Recojer el guante
Habían pasado ya dos semanas desde que lo habían internado de
urgencia en la residencia rural, por un fallo motor, producto de graves
tensiones emocionales.
Con aparente mejoría y aún con tratamiento
farmacológico le dieron el alta y la recomendación de ser asistido las 24 hs.
por un enfermero especializado en pacientes con problemas motores.
La reacción fue de rabia e
impotencia. Apenas podía levantarse de la silla y caminar con un trípode bajo
la atenta mirada del enfermero que tres veces diarias lo sometía a ejercicios de
rehabilitación.
Así habían transcurrido ya tres semanas más desde la vuelta a casa. Lo visitaban a diario su cuñada y sus
sobrinos. No contaba con el apoyo de su hijo que vivía en el extranjero hacía un lustro.Tampoco lo hubiera esperado. Sabía que su hijo no se fue solo por
estudios. Tras muchos años de peleas, había tomado la decisión de alejarse de
su padre y hacer su vida desde cero como un paria sin pasado.

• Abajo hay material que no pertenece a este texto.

use serde::{Deserialize, Serialize};

/// Optional settings file. Every field has a CLI counterpart; flags take
/// precedence over file values.
#[derive(Debug, Clone, Deserialize, Serialize, Default)]
pub struct HarnessSettings {
    pub run: Option<RunSettings>,
    pub output: Option<OutputSettings>,
}

#[derive(Debug, Clone, Deserialize, Serialize, Default)]
pub struct RunSettings {
    pub workers: Option<usize>,
    pub timeout_secs: Option<u64>,
    pub target: Option<String>,
}

#[derive(Debug, Clone, Deserialize, Serialize, Default)]
pub struct OutputSettings {
    pub directory: Option<String>,
}
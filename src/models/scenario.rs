use serde::{Deserialize, Serialize};
use std::collections::BTreeMap;
use std::path::PathBuf;

/// Vulnerability class exercised by a scenario.
#[derive(Debug, Clone, Copy, PartialEq, Eq, Hash, Serialize, Deserialize)]
#[serde(rename_all = "kebab-case")]
pub enum Category {
    DirListing,
    FileRead,
    FileWrite,
    FileRename,
    FileInclude,
    CommandExec,
    Ssrf,
    SqlInjection,
    Xss,
    WebShell,
}

impl Category {
    pub fn as_str(&self) -> &'static str {
        match self {
            Self::DirListing => "dir-listing",
            Self::FileRead => "file-read",
            Self::FileWrite => "file-write",
            Self::FileRename => "file-rename",
            Self::FileInclude => "file-include",
            Self::CommandExec => "command-exec",
            Self::Ssrf => "ssrf",
            Self::SqlInjection => "sql-injection",
            Self::Xss => "xss",
            Self::WebShell => "web-shell",
        }
    }
}

impl std::fmt::Display for Category {
    fn fmt(&self, f: &mut std::fmt::Formatter<'_>) -> std::fmt::Result {
        f.write_str(self.as_str())
    }
}

#[derive(Debug, Clone, Copy, PartialEq, Eq, Serialize, Deserialize)]
#[serde(rename_all = "UPPERCASE")]
pub enum HttpMethod {
    Get,
    Post,
    Put,
    Delete,
    Head,
    Options,
    Patch,
}

impl HttpMethod {
    pub fn as_str(&self) -> &'static str {
        match self {
            Self::Get => "GET",
            Self::Post => "POST",
            Self::Put => "PUT",
            Self::Delete => "DELETE",
            Self::Head => "HEAD",
            Self::Options => "OPTIONS",
            Self::Patch => "PATCH",
        }
    }
}

impl From<HttpMethod> for reqwest::Method {
    fn from(m: HttpMethod) -> Self {
        match m {
            HttpMethod::Get => reqwest::Method::GET,
            HttpMethod::Post => reqwest::Method::POST,
            HttpMethod::Put => reqwest::Method::PUT,
            HttpMethod::Delete => reqwest::Method::DELETE,
            HttpMethod::Head => reqwest::Method::HEAD,
            HttpMethod::Options => reqwest::Method::OPTIONS,
            HttpMethod::Patch => reqwest::Method::PATCH,
        }
    }
}

/// How a scenario is exercised. One typed variant per scenario, resolved at
/// load time; request shape is never inferred from loosely-typed input.
///
/// String fields may contain `{scratch}` and `{target}` placeholders,
/// substituted against the run context at invoke time.
#[derive(Debug, Clone, Serialize, Deserialize)]
#[serde(tag = "kind", rename_all = "kebab-case")]
pub enum Trigger {
    /// Spawn a local process with the declared argv.
    LocalCall {
        program: String,
        #[serde(default)]
        args: Vec<String>,
    },
    /// Issue exactly one outbound HTTP request.
    HttpRequest {
        method: HttpMethod,
        url: String,
        #[serde(default)]
        headers: BTreeMap<String, String>,
        #[serde(default)]
        body: Option<String>,
    },
}

impl Trigger {
    pub fn kind(&self) -> &'static str {
        match self {
            Self::LocalCall { .. } => "local-call",
            Self::HttpRequest { .. } => "http-request",
        }
    }
}

/// Declarative assertion evaluated against an invocation result.
#[derive(Debug, Clone, Serialize, Deserialize)]
#[serde(tag = "type", rename_all = "kebab-case")]
pub enum Expectation {
    /// Raw output contains the substring, byte-exact and case-sensitive.
    ContainsText { text: String },
    /// A file exists under the run's scratch directory after invocation.
    FileExists { path: PathBuf },
    /// No file at the path under the scratch directory after invocation.
    FileAbsent { path: PathBuf },
    ExitCodeEquals { code: i32 },
    /// Side-effect paths recorded by the invocation are a superset of the
    /// declared set. Order is irrelevant.
    PathsAccessed { paths: Vec<PathBuf> },
}

/// A named, immutable description of one exploit-style interaction and its
/// expected observable effect.
#[derive(Debug, Clone, Serialize, Deserialize)]
pub struct Scenario {
    pub id: String,
    pub category: Category,
    #[serde(default)]
    pub description: Option<String>,
    pub trigger: Trigger,
    pub expectation: Expectation,
}
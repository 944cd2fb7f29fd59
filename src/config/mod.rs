pub mod parser;
pub mod schema;
pub mod types;

pub use parser::parse_settings;
pub use types::*;
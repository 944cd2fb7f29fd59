use crate::models::{AssertionOutcome, RunReport};

pub fn format_outcome_markdown(outcome: &AssertionOutcome) -> String {
    format!(
        "### {}\n\n**Result:** {}\n\n{}\n",
        outcome.scenario_id,
        if outcome.passed { "PASS" } else { "FAIL" },
        outcome.detail,
    )
}

pub fn format_run_summary(report: &RunReport) -> String {
    format!(
        "## Run Summary\n\n| | Count |\n|---|---|\n| Passed | {} |\n| Failed | {} |\n| **Total** | **{}** |\n",
        report.pass_count,
        report.fail_count,
        report.outcomes.len(),
    )
}

pub fn format_report_markdown(report: &RunReport) -> String {
    let mut md = String::new();
    md.push_str(&format!("# Scenario Run Report: {}\n\n", report.run_id));
    md.push_str(&format_run_summary(report));
    md.push_str("\n\n---\n\n");
    for outcome in &report.outcomes {
        md.push_str(&format_outcome_markdown(outcome));
        md.push_str("\n---\n\n");
    }
    md
}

Al mes siguiente, nueve semanas desde el día que lo internaron,
recibió por e-mail, la noticia de que Julio Diestres, su hijo, había tenido un
accidente cerebrovascular mientras dictaba cátedra en la facultad de ingeniería
de la Universidad de Barcelona. Apenas si sabía que su hijo estaba en España y
ahora se enteraba que yacía en un hospital sin más visitas que sus alumnos y
colegas de la facultad.
Alguna vez hubiera querido verlo
antes de morirse pero siempre lo había dejado para más adelante. No podía
entender cuáles habían sido esas diferencias tan graves que lo habían dejado
sin hijo, sin nietos, sin compañía. Y tal vez ya no lo supiera nunca. Cojió el
guante que le echaba a la cara el destino y decidió en su estado calamitoso,
viajar al viejo continente para ver a su hijo y traerlo de nuevo a estas
tierras.
Parece que la vida nos reúne a
padre e hijo en la escena de los tullidos, hijo mío- Le dijo a un Julio
inconsciente y entubado en la camilla del hospital del Mar donde yacía.
Un duelo para el que no estaba
preparado. Un baile del que no sabía los pasos y tenía que improvisar si quería
seguir bailando.
El guantazo al ego
que los había podrido por dentro, estaba ahora tirado en el suelo,
fermentandose aún más con las lágrimas que vaciaban sus ojos de orgullo. Solo
dolor y poca vida por delante lo aferrarían a un hijo que presente, seguía
lejano en un coma sin fin, y con pronóstico reservado.
Tras dos meses, Julio comenzó a
balbucear algunas palabras, la vista no la recuperaría nunca pero la mirada
dura e impenetrable la sostendría siempre que escuchaba la voz de su padre,
quién había hecho los arreglos para quedarse ya definitivamente en Barcelona, al
cuidado de su hijo en su casa del Eixample, donde asistía a diario un enfermero
y el kinesiólogo que mantenía a su hijo activo físicamente, con masajes y
ejercicios de rehabilitación.
Hacía décadas que no escuchaba
hablar en catalán. La burla del destino le jugó con su hijo, lo que él jugó con
su padre. Cuando con 17 años salió airado de su Girona natal y se subió a un
barco que lo cruzó al otro lado del charco para nunca volver ni preguntarse por
su pasado. Formar una familia nueva, propia, que por algún motivo incierto,
indefinido, lo había traído de vuelta a reparar su destino, a perdonar y
perdonarse. La vida no tiene reconciliaciones gratas. Siempre golpea duro,
atraviesa el corazón y si uno es capáz de entender, entonces sobrevive para
contarlo.
Se quedó con su hijo y ambos
pasean por las calles de Barcelona, Enric Granados es una de sus preferidas, sobretodo llegando a la plaza Letamendi donde está El Pampero, se piden unas empanadas y escuchan unos tangos, el viejo con su bastón trípode y el joven en su silla de ruedas.